Belarusian prostitutes.
Olives on pizzas.
Sunburn on my shoulders.
And the two latest entries are:
Mopeds.
Guys who stick their erect penises in the lower backs of girls on the dance floor.
I was in Goa, the Christian part of India settled by the Portuguese traders. It's a tropical paradise with amazing beaches and funny old Indian men speaking Portuguese. And for five days I just sat on a beach and not on a bus. I also got horribly burned. It's funny how I am an Australian with absolutely no sporting ability or a tan. When I go to the beach people use shades to protect them from my glaring white skin. I had tanned teeth and pearly white skin and I now have tanned teeth and horribly burned lobster red skin. But who cares? I wasn't on a bus.


The beaches of Goa.
Anyway so back to my hate list. The main way to commute around Goa is by moped/scooter. Two wheeled things are my enemy. It's my kryptonite. I only learned how to ride a bike when I was 17. Maybe it's my retarded co-ordination that makes me concentrate only on not falling off. I rented a scooter in Queensland a few years ago and I nearly died by uncontrollably veering it into oncoming traffic - totally my fault. I swore I would never ride one again. But it was a necessity in Goa so I compromised by only riding on the back of others.

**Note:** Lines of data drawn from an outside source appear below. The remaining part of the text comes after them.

//! hello-tts main entry point
//!
//! Unified CLI for text-to-speech synthesis across backends: pick a
//! backend, synthesize, save, optionally play.

use clap::Parser;
use hello_tts::audio::AudioPlayer;
use hello_tts::backends::BackendKind;
use hello_tts::config;
use hello_tts::tts::HelloTts;
use hello_tts::utils::create_output_directory;
use hello_tts::Result;
use log::{error, info, warn};
use std::path::{Path, PathBuf};
use std::process;
use std::time::{SystemTime, UNIX_EPOCH};

#[derive(Parser, Debug)]
#[command(name = "hello-tts", version, about = "Unified text-to-speech CLI")]
struct Args {
    /// Text to synthesize
    #[arg(short, long, default_value = "Hello, World!")]
    text: String,

    /// Voice to use (backend default when omitted)
    #[arg(short, long)]
    voice: Option<String>,

    /// Backend to use (first available when omitted)
    #[arg(short, long, value_enum)]
    backend: Option<BackendKind>,

    /// Output filename
    #[arg(short, long)]
    output: Option<PathBuf>,

    /// Don't play audio after saving
    #[arg(long)]
    no_play: bool,

    /// List voices and exit
    #[arg(long)]
    list_voices: bool,

    /// Use slow speech (Google TTS only)
    #[arg(long)]
    slow: bool,
}

fn main() {
    env_logger::Builder::from_default_env()
        .filter_level(log::LevelFilter::Info)
        .init();

    let args = Args::parse();
    if let Err(e) = run(args) {
        error!("An error occurred: {}", e);
        process::exit(1);
    }
}

fn run(args: Args) -> Result<()> {
    let mut cfg = config::load_config(None);
    if args.slow {
        cfg.google_slow_speech = true;
    }
    create_output_directory(Path::new(&cfg.output_directory))?;

    let tts = HelloTts::new(args.backend, cfg.clone())?;
    info!("TTS initialized with {} backend", tts.backend_kind());

    if args.list_voices {
        let voices = tts.list_voices()?;
        println!("Found {} voices", voices.len());
        for v in voices.iter().take(50) {
            println!("{} - {} - {}", v.name, v.locale, v.gender);
        }
        return Ok(());
    }

    let output_file = match args.output {
        Some(path) => path,
        None => default_output_file(&cfg.output_directory, args.voice.as_deref(), &cfg.output_format),
    };

    info!("Synthesizing text: {}", args.text);
    let audio = tts.synthesize_text(&args.text, args.voice.as_deref())?;
    tts.save_audio(&audio, &output_file)?;
    info!("Saved audio to {}", output_file.display());

    if !args.no_play && cfg.auto_play {
        match AudioPlayer::new().and_then(|player| player.play_file(&output_file)) {
            Ok(()) => info!("Audio playback completed"),
            Err(e) => warn!("Playback failed: {}", e),
        }
    }

    Ok(())
}

/// `{output_dir}/hello_tts_{langPrefix}_{unixTimestamp}.{format}`
fn default_output_file(output_dir: &str, voice: Option<&str>, format: &str) -> PathBuf {
    let lang = voice
        .and_then(|v| v.split('-').next())
        .filter(|s| !s.is_empty())
        .unwrap_or("en");
    let timestamp = SystemTime::now()
        .duration_since(UNIX_EPOCH)
        .map(|d| d.as_secs())
        .unwrap_or(0);
    PathBuf::from(output_dir).join(format!("hello_tts_{}_{}.{}", lang, timestamp, format))
}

But even that was a terrifying experience. I clung to the driver like a baby orangutan as they would speed round corners and zipp in and out of Elephants and oncoming Indian traffic. I had the involuntary reaction of telling them to "slow down" and "be safe". It was like I had tourettes syndrome. I would have been the worst backseat driver and I am surprised they didn't drive off a bridge to shut me up! I also insisted wearing a helmet. I think I was the only person in India wearing a helmet and locals could easily spot me as the shrieking testicle headed Australian.
Yup, I hate mopeds.
Also I'm an eternally skinny guy but I would like to think I save on gym fees by having the ability to string half a joke (and blog) together. I know that my 12 year old torso isn't going to attract the ladies so it may as well be my poor humor. But those guys that can just pick up girls on a dance floor by simply feeling them up are my nemeses. Maybe it's that I just lack confidence or that if I someone touched these girls in same way outside on a non a dance floor setting it would be considered assault.
Get over it Andrew! Goa reinforced the fact you can't do this and your kids will never tell their classmates that "My parents met when my dad ground his erect penis into my mum's lower back to a Jay Z tune".
Gee somebody is insecure! Wow, aren't I getting a bit off track.
Anyway, uh Goa was good. It's the home of great mopeds and dance floors.
PS: I also thought I would impress a girl by telling her the interesting fact that a Venus fly trap takes a week to eat a MacDonalds Cheeseburger. She wasn't impressed.